EXERCISE DESCRIPTION
What you return should be the lines of the data containing "naming", each in full.

Stored items:
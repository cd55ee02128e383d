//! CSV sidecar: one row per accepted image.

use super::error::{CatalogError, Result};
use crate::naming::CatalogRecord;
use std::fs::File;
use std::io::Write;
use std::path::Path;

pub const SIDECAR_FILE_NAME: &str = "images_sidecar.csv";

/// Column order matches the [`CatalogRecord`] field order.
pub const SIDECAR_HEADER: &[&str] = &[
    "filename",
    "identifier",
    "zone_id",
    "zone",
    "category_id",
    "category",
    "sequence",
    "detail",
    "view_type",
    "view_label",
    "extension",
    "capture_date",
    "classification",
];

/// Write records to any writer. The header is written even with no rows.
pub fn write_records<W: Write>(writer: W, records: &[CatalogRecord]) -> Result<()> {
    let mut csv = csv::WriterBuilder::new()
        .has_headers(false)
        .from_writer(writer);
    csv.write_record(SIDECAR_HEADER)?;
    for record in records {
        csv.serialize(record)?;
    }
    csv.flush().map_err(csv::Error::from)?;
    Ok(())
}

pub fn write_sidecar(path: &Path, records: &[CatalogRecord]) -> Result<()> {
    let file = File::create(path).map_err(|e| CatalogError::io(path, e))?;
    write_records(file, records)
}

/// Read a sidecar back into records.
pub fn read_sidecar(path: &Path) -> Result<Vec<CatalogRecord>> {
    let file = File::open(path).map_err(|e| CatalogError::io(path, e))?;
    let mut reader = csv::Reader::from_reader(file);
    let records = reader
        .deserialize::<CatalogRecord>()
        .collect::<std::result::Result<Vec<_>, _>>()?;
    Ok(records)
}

---

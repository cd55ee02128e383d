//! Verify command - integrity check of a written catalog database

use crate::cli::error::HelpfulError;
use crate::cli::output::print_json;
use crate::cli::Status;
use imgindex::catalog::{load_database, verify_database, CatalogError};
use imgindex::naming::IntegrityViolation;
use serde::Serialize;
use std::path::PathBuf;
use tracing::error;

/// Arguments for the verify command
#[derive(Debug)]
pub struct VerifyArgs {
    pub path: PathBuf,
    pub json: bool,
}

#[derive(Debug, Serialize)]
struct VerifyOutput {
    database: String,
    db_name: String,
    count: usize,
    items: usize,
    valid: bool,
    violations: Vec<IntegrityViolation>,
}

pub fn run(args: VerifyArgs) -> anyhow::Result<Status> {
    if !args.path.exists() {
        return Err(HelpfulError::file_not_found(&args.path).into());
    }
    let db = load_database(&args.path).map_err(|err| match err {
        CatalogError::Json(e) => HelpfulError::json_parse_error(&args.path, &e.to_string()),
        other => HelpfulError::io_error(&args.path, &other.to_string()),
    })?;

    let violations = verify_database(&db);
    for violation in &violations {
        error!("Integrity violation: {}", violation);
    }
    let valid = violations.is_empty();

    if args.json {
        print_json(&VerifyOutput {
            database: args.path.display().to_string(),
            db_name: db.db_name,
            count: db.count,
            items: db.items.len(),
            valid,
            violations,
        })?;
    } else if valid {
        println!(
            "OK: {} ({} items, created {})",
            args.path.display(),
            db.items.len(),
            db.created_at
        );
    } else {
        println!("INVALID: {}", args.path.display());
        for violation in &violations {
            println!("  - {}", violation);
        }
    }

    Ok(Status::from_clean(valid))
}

EXPECTED OUTPUT
use crate::naming::CatalogRecord;
use imgindex::naming::IntegrityViolation;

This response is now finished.